Some of Corea's Scientology-based works were praised by fans outside the church — To the Stars and The Ultimate Adventure both earned Grammy nominations, with the latter winning two.

But while Corea is famed as a musical bridge-builder, he doesn't necessarily see himself filling that role between Scientologists and non-Scientologists.

"I love to see people do well," he said. "I do very well, have done very well my whole lifetime, applying L. Ron Hubbard's principles to myself and my family and my life. So when others find them and they work for them, it's a very good thing. I like to promote good works, and things that help others. But Scientology is like any philosophy — it's something that someone has to find for themselves. They have to see what works for them. That's what L. Ron Hubbard's idea always was, and I think it's what a Scientologist adopts as a basic principle. It has to work for you."

Faith isn't the only thing keeping Corea in Florida. Here, Corea can relax and rewind, go to the movies on a Tuesday or Wednesday, dine out without being recognized. He has played the Clearwater Jazz Holiday and Ruth Eckerd Hall, and popped in on local sets by friends like Diana Krall and Bela Fleck. He even loves the hot, humid weather.

And then there's the beach.

"I've been to beaches all over the world — Cote d'Azur, all these great exotic places, Hawaii and so forth," he said. "And Clearwater Beach is absolutely my favorite."

• • •

Corea's next stretch in Clearwater will begin around Christmas. From the Capitol Theatre, he'll play a few gigs up the East Coast before settling in New York for an eight-week residency at the Blue Note Jazz Club.

It's a retrospective of sorts, with nights dedicated to many of his career's countless incarnations: nights of Return to Forever, nights of his Elektric Band, nights honoring Miles Davis, nights of flamenco music and piano duets and electronic experimentation. He'll be joined by many friends and bandmates past, including, at some point, his old pal Herbie Hancock.

It was designed as a commemoration of his 75th birthday, but he doesn't want it to feel like the end of anything. He led similar stretches at Blue Note for his 60th and 70th birthdays, and there's no reason to think he won't do it at 80.

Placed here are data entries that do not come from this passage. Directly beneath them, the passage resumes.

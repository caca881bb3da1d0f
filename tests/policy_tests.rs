use std::net::SocketAddr;
use std::sync::Arc;

use axum::routing::post;
use axum::{Json, Router};
use gatewayllm::config::GatewayConfig;
use gatewayllm::policy::{PolicyClient, PolicyContext};
use serde_json::{json, Value};

fn ctx() -> PolicyContext {
    PolicyContext::new("en", "a@b.com", "gpt-4o-mini")
}

async fn spawn_policy_engine(app: Router) -> SocketAddr {
    let listener = tokio::net::TcpListener::bind("127.0.0.1:0").await.unwrap();
    let addr = listener.local_addr().unwrap();
    tokio::spawn(async move {
        axum::serve(listener, app).await.unwrap();
    });
    addr
}

fn configured_client(addr: SocketAddr) -> PolicyClient {
    let cfg = GatewayConfig {
        policy_api_url: Some(format!("http://{}", addr)),
        policy_api_token: Some("test-token".to_string()),
        policy_profile_id: Some("profile-1".to_string()),
        ..GatewayConfig::default()
    };
    PolicyClient::from_config(&cfg)
}

#[tokio::test]
async fn unconfigured_client_passes_through_approved() {
    let client = PolicyClient::unconfigured();
    assert!(!client.is_configured());

    let verdict = client.analyze_prompt("anything at all", &ctx()).await;
    assert!(verdict.approved);
    assert!(verdict.masked_prompt.is_none());
    assert!(verdict.message.is_none());
    // the raw request is still recorded for the checkpoint log
    assert_eq!(
        verdict.raw_request["contents"][0]["prompt"],
        "anything at all"
    );

    let verdict = client
        .analyze_prompt_and_response("q", "r", &ctx())
        .await;
    assert!(verdict.approved);
    assert_eq!(verdict.raw_request["contents"][0]["response"], "r");
}

#[tokio::test]
async fn block_verdict_carries_category_report_and_message() {
    let app = Router::new().route(
        "/v1/scan/sync/request",
        post(|Json(_body): Json<Value>| async move {
            Json(json!({
                "action": "block",
                "category": "dlp",
                "report_id": "rpt-42",
                "message": "Sensitive data detected.",
            }))
        }),
    );
    let addr = spawn_policy_engine(app).await;
    let client = configured_client(addr);

    let verdict = client.analyze_prompt("my SECRET-X please", &ctx()).await;
    assert!(!verdict.approved);
    assert_eq!(verdict.category.as_deref(), Some("dlp"));
    assert_eq!(verdict.report_id.as_deref(), Some("rpt-42"));
    assert_eq!(verdict.message.as_deref(), Some("Sensitive data detected."));
    assert_eq!(verdict.raw_response["action"], "block");
}

#[tokio::test]
async fn masked_payloads_are_surfaced_in_both_shapes() {
    let app = Router::new().route(
        "/v1/scan/sync/request",
        post(|Json(_body): Json<Value>| async move {
            Json(json!({
                "action": "allow",
                "prompt_masked_data": {"data": "my card is ****"},
                "response_masked_data": "the code is ****",
            }))
        }),
    );
    let addr = spawn_policy_engine(app).await;
    let client = configured_client(addr);

    let verdict = client
        .analyze_prompt_and_response("my card is 4111", "the code is 1234", &ctx())
        .await;
    assert!(verdict.approved);
    assert_eq!(verdict.masked_prompt.as_deref(), Some("my card is ****"));
    assert_eq!(verdict.masked_response.as_deref(), Some("the code is ****"));
}

#[tokio::test]
async fn engine_transport_failure_fails_open_with_scan_error_category() {
    // point at a port nothing listens on
    let cfg = GatewayConfig {
        policy_api_url: Some("http://127.0.0.1:1".to_string()),
        ..GatewayConfig::default()
    };
    let client = PolicyClient::from_config(&cfg);

    let verdict = client.analyze_prompt("hello", &ctx()).await;
    assert!(verdict.approved);
    assert_eq!(verdict.category.as_deref(), Some("scan-error"));
}

#[tokio::test]
async fn request_body_carries_profile_and_metadata() {
    let captured: Arc<tokio::sync::Mutex<Option<Value>>> = Arc::new(tokio::sync::Mutex::new(None));
    let captured_clone = captured.clone();
    let app = Router::new().route(
        "/v1/scan/sync/request",
        post(move |Json(body): Json<Value>| {
            let captured = captured_clone.clone();
            async move {
                *captured.lock().await = Some(body);
                Json(json!({"action": "allow"}))
            }
        }),
    );
    let addr = spawn_policy_engine(app).await;
    let client = configured_client(addr);

    let context = ctx();
    client.analyze_prompt("check me", &context).await;

    let body = captured.lock().await.clone().unwrap();
    assert_eq!(body["ai_profile"]["profile_id"], "profile-1");
    assert_eq!(body["metadata"]["app_user"], "a@b.com");
    assert_eq!(body["metadata"]["app_name"], "gatewayllm");
    assert_eq!(body["tr_id"], Value::String(context.tr_id.clone()));
}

"When the acknowledgment gets too much, it's almost like telling me to stop," he said. "It's like, 'Thank you, Chick! Thank you, Chick! Thank you, Chick!' 'No, take it easy guys, there's more to come!' "

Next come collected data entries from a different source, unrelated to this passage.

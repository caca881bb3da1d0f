use std::net::SocketAddr;
use std::sync::atomic::{AtomicUsize, Ordering};
use std::sync::{Arc, Mutex};
use std::time::Duration;

use axum::body::Body;
use axum::http::HeaderMap;
use axum::response::Response;
use axum::routing::post;
use axum::{Json, Router};
use gatewayllm::mcp_session::{
    parse_rpc_body, AgentTransport, McpSessionManager, TransportError,
};
use gatewayllm::registry::{AgentRegistration, AgentRegistry};
use serde_json::{json, Value};

#[derive(Clone, Copy, PartialEq)]
enum BodyMode {
    Json,
    Sse,
    ServerError,
}

#[derive(Clone, Default)]
struct DownstreamLog {
    initializes: Arc<AtomicUsize>,
    read_sessions: Arc<Mutex<Vec<Option<String>>>>,
}

/// A throwaway downstream agent speaking JSON-RPC at /mcp, answering in
/// either framing.
async fn spawn_downstream(mode: BodyMode, log: DownstreamLog) -> SocketAddr {
    let app = Router::new().route(
        "/mcp",
        post(move |headers: HeaderMap, Json(body): Json<Value>| {
            let log = log.clone();
            async move {
                let method = body["method"].as_str().unwrap_or("");
                let id = body["id"].clone();

                if mode == BodyMode::ServerError {
                    return Response::builder()
                        .status(500)
                        .body(Body::from("internal error"))
                        .unwrap();
                }

                let result = match method {
                    "initialize" => {
                        log.initializes.fetch_add(1, Ordering::SeqCst);
                        json!({"sessionId": "sess-123", "protocolVersion": "2025-06-18"})
                    }
                    "resources/read" => {
                        let session = headers
                            .get("mcp-session-id")
                            .and_then(|v| v.to_str().ok())
                            .map(str::to_string);
                        log.read_sessions.lock().unwrap().push(session);
                        let uri = body["params"]["uri"].as_str().unwrap_or("");
                        json!({"contents": [{"uri": uri, "text": "hello from downstream"}]})
                    }
                    "resources/list" => {
                        json!({"resources": [{"uri": "hr://query", "description": "HR queries"}]})
                    }
                    other => json!({"error": format!("unexpected method {}", other)}),
                };

                let rpc = json!({"jsonrpc": "2.0", "id": id, "result": result});
                match mode {
                    BodyMode::Json => Response::builder()
                        .header("content-type", "application/json")
                        .body(Body::from(rpc.to_string()))
                        .unwrap(),
                    BodyMode::Sse => Response::builder()
                        .header("content-type", "text/event-stream")
                        .body(Body::from(format!("event: message\ndata: {}\n\n", rpc)))
                        .unwrap(),
                    BodyMode::ServerError => unreachable!(),
                }
            }
        }),
    );

    let listener = tokio::net::TcpListener::bind("127.0.0.1:0").await.unwrap();
    let addr = listener.local_addr().unwrap();
    tokio::spawn(async move {
        axum::serve(listener, app).await.unwrap();
    });
    addr
}

fn setup(addr: SocketAddr) -> (Arc<AgentRegistry>, Arc<McpSessionManager>) {
    let registry = Arc::new(AgentRegistry::new());
    registry
        .register(AgentRegistration {
            agent_id: "hr-1".to_string(),
            name: "HR".to_string(),
            description: "HR agent".to_string(),
            url: format!("http://{}", addr),
            capabilities: vec![],
            llm_providers: vec![],
        })
        .unwrap();
    let sessions = Arc::new(McpSessionManager::new(
        registry.clone(),
        Duration::from_secs(5),
    ));
    (registry, sessions)
}

#[tokio::test]
async fn reads_resource_over_plain_json_body() {
    let log = DownstreamLog::default();
    let addr = spawn_downstream(BodyMode::Json, log.clone()).await;
    let (registry, sessions) = setup(addr);

    let agent = registry.get("hr-1").unwrap();
    let result = sessions
        .read_resource(&agent, "hr://query?q=vacation&provider=openai")
        .await
        .unwrap();

    assert_eq!(result["contents"][0]["text"], "hello from downstream");
    assert!(registry.get("hr-1").unwrap().healthy);
}

#[tokio::test]
async fn reads_resource_over_sse_body() {
    let log = DownstreamLog::default();
    let addr = spawn_downstream(BodyMode::Sse, log.clone()).await;
    let (registry, sessions) = setup(addr);

    let agent = registry.get("hr-1").unwrap();
    let result = sessions
        .read_resource(&agent, "hr://query?q=vacation&provider=openai")
        .await
        .unwrap();

    assert_eq!(result["contents"][0]["text"], "hello from downstream");
}

#[tokio::test]
async fn session_is_initialized_once_and_reused() {
    let log = DownstreamLog::default();
    let addr = spawn_downstream(BodyMode::Json, log.clone()).await;
    let (registry, sessions) = setup(addr);
    let agent = registry.get("hr-1").unwrap();

    sessions
        .read_resource(&agent, "hr://query?q=first&provider=openai")
        .await
        .unwrap();
    sessions
        .read_resource(&agent, "hr://query?q=second&provider=openai")
        .await
        .unwrap();

    assert_eq!(log.initializes.load(Ordering::SeqCst), 1);
    let seen = log.read_sessions.lock().unwrap().clone();
    assert_eq!(seen.len(), 2);
    assert_eq!(seen[0].as_deref(), Some("sess-123"));
    assert_eq!(seen[1].as_deref(), Some("sess-123"));
}

#[tokio::test]
async fn listing_resources_shares_the_read_session() {
    let log = DownstreamLog::default();
    let addr = spawn_downstream(BodyMode::Json, log.clone()).await;
    let (registry, sessions) = setup(addr);
    let agent = registry.get("hr-1").unwrap();

    let listing = sessions.list_resources(&agent).await.unwrap();
    assert_eq!(listing["resources"][0]["uri"], "hr://query");

    sessions
        .read_resource(&agent, "hr://query?q=x&provider=openai")
        .await
        .unwrap();
    assert_eq!(log.initializes.load(Ordering::SeqCst), 1);
}

#[tokio::test]
async fn transport_failure_marks_agent_unhealthy_and_invalidates_session() {
    let log = DownstreamLog::default();
    let addr = spawn_downstream(BodyMode::ServerError, log.clone()).await;
    let (registry, sessions) = setup(addr);
    let agent = registry.get("hr-1").unwrap();

    let err = sessions
        .read_resource(&agent, "hr://query?q=x&provider=openai")
        .await
        .unwrap_err();
    assert!(matches!(err, TransportError::Http { status: 500, .. }));
    assert!(!registry.get("hr-1").unwrap().healthy);
}

#[tokio::test]
async fn unreachable_agent_is_a_connect_error() {
    let registry = Arc::new(AgentRegistry::new());
    registry
        .register(AgentRegistration {
            agent_id: "ghost".to_string(),
            name: "Ghost".to_string(),
            description: String::new(),
            url: "http://127.0.0.1:1".to_string(),
            capabilities: vec![],
            llm_providers: vec![],
        })
        .unwrap();
    let sessions = Arc::new(McpSessionManager::new(
        registry.clone(),
        Duration::from_secs(5),
    ));

    let agent = registry.get("ghost").unwrap();
    let err = sessions
        .read_resource(&agent, "ghost://query?q=x&provider=openai")
        .await
        .unwrap_err();
    assert!(matches!(err, TransportError::Connect(_)));
    assert!(!registry.get("ghost").unwrap().healthy);
}

#[tokio::test]
async fn idle_sessions_are_pruned() {
    let log = DownstreamLog::default();
    let addr = spawn_downstream(BodyMode::Json, log.clone()).await;
    let (registry, sessions) = setup(addr);
    let agent = registry.get("hr-1").unwrap();

    sessions
        .read_resource(&agent, "hr://query?q=x&provider=openai")
        .await
        .unwrap();

    // nothing is older than an hour
    assert_eq!(sessions.prune_idle(Duration::from_secs(3600)).await, 0);
    // everything is older than zero seconds
    assert_eq!(sessions.prune_idle(Duration::from_secs(0)).await, 1);

    // next call re-initializes
    sessions
        .read_resource(&agent, "hr://query?q=y&provider=openai")
        .await
        .unwrap();
    assert_eq!(log.initializes.load(Ordering::SeqCst), 2);
}

#[test]
fn parse_rpc_body_accepts_both_framings() {
    let rpc = r#"{"jsonrpc":"2.0","id":1,"result":{"ok":true}}"#;

    let plain = parse_rpc_body("application/json", rpc).unwrap();
    assert_eq!(plain.result.unwrap()["ok"], true);

    let sse = format!("event: message\ndata: {}\n\n", rpc);
    let parsed = parse_rpc_body("text/event-stream; charset=utf-8", &sse).unwrap();
    assert_eq!(parsed.result.unwrap()["ok"], true);
}

#[test]
fn parse_rpc_body_accepts_unnamed_sse_events_and_skips_comments() {
    let rpc = r#"{"jsonrpc":"2.0","id":2,"result":{"n":1}}"#;
    let sse = format!(":keepalive\ndata: {}\n\n", rpc);
    let parsed = parse_rpc_body("text/event-stream", &sse).unwrap();
    assert_eq!(parsed.result.unwrap()["n"], 1);
}

#[test]
fn parse_rpc_body_rejects_event_stream_without_message_frame() {
    let sse = "event: ping\ndata: {}\n\n";
    assert!(matches!(
        parse_rpc_body("text/event-stream", sse),
        Err(TransportError::Protocol(_))
    ));
}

Is there ever. Among the projects Corea has lined up for this fall and 2017: a compilation from his 2011 Blue Note residency; a documentary about his life that has been in the works for years; and multiple studio sessions, including one for an album inspired by electronics and hip-hop "that's going to be something real different from anything I've ever done."

Here's how he described that one: "It's made up of first takes. You know the term first take? It's like when I sit down at a synthesizer and I call up a new sound that I've never tried before. I try the sound, and I make music with it right away. Rather than trying to figure something out, there's music being made right away. So this whole album is made with sounds that I play for the first time."

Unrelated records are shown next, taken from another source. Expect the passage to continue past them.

//! OpenAI Chat Completions client.
//!
//! This is both the native `openai` provider and the delegate transport that
//! every other OpenAI-compatible surface (Anthropic, Azure, Bedrock, Ollama,
//! LiteLLM fronts) reuses with a different base URL.
//!
//! # Example
//!
//! ```rust,no_run
//! use gatewayllm::clients::openai::OpenAiChatClient;
//! use gatewayllm::provider::{GenerationOptions, ProviderClient};
//!
//! #[tokio::main]
//! async fn main() -> Result<(), Box<dyn std::error::Error>> {
//!     let key = std::env::var("OPENAI_API_KEY")?;
//!     let client = OpenAiChatClient::new(&key, "gpt-4o-mini");
//!     let out = client
//!         .generate("One-line summary of JSON-RPC.", &GenerationOptions::default())
//!         .await?;
//!     println!("{}", out.text);
//!     Ok(())
//! }
//! ```

use async_trait::async_trait;

use crate::gatewayllm::clients::common::{get_shared_http_client, send_chat};
use crate::gatewayllm::provider::{
    Generation, GenerationOptions, ProviderClient, ProviderError, ProviderKind,
};

/// Client for any OpenAI-compatible Chat Completions endpoint.
pub struct OpenAiChatClient {
    /// Bearer credential injected into each request.
    api_key: String,
    /// Model identifier used when the call carries no override.
    model: String,
    /// Endpoint base, without trailing slash (e.g. `https://api.openai.com/v1`).
    base_url: String,
    /// Tag reported to the adapter; overridden for delegate usage.
    kind: ProviderKind,
}

impl OpenAiChatClient {
    /// Construct a client against the public OpenAI endpoint.
    pub fn new(api_key: &str, model: &str) -> Self {
        Self::new_with_base_url(api_key, model, "https://api.openai.com/v1")
    }

    /// Construct a client against a custom OpenAI-compatible base URL.
    ///
    /// The most general constructor; used for self-hosted deployments,
    /// compatibility surfaces, and LiteLLM fronts. A trailing slash on
    /// `base_url` is tolerated.
    pub fn new_with_base_url(api_key: &str, model: &str, base_url: &str) -> Self {
        OpenAiChatClient {
            api_key: api_key.to_string(),
            model: model.to_string(),
            base_url: base_url.trim_end_matches('/').to_string(),
            kind: ProviderKind::OpenAi,
        }
    }

    /// Report a different provider tag from this transport.
    ///
    /// Delegating wrappers and LiteLLM-backed instances use this so the
    /// adapter's catalog shows the logical provider rather than `openai`.
    pub fn with_provider_tag(mut self, kind: ProviderKind) -> Self {
        self.kind = kind;
        self
    }
}

#[async_trait]
impl ProviderClient for OpenAiChatClient {
    async fn generate(
        &self,
        prompt: &str,
        opts: &GenerationOptions,
    ) -> Result<Generation, ProviderError> {
        send_chat(
            get_shared_http_client(),
            &self.base_url,
            &self.api_key,
            &self.model,
            prompt,
            opts,
        )
        .await
        .map_err(|e| {
            if log::log_enabled!(log::Level::Error) {
                log::error!(
                    "OpenAiChatClient::generate({}): {}",
                    self.kind.as_tag(),
                    e
                );
            }
            e
        })
    }

    fn model_name(&self) -> &str {
        &self.model
    }

    fn provider(&self) -> ProviderKind {
        self.kind
    }
}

It's a daring choice for a 75-year-old artist, one you can trace to the precious little time Corea spends off the road, replenishing his creative and spiritual energy. When asked how he stays so curious and prolific at his age, Corea pivots back to faith.

"That's a spiritual question," he said. "I've found that interest is something you create. Mostly, (people) think that you accidentally become interested in something. I don't think so. I've found out that when there's something that I love to do, I create it, and I go ahead. I love working with music so much that from my viewpoint, I've just scratched the surface. There's so much to do with music, with art in general, with combinations of different art forms that, my god, I could continue for lifetimes this way."

Lifetimes? That's a lot more Grammys for Corea's overloaded shelves. At least he knows where he'll always have them shipped.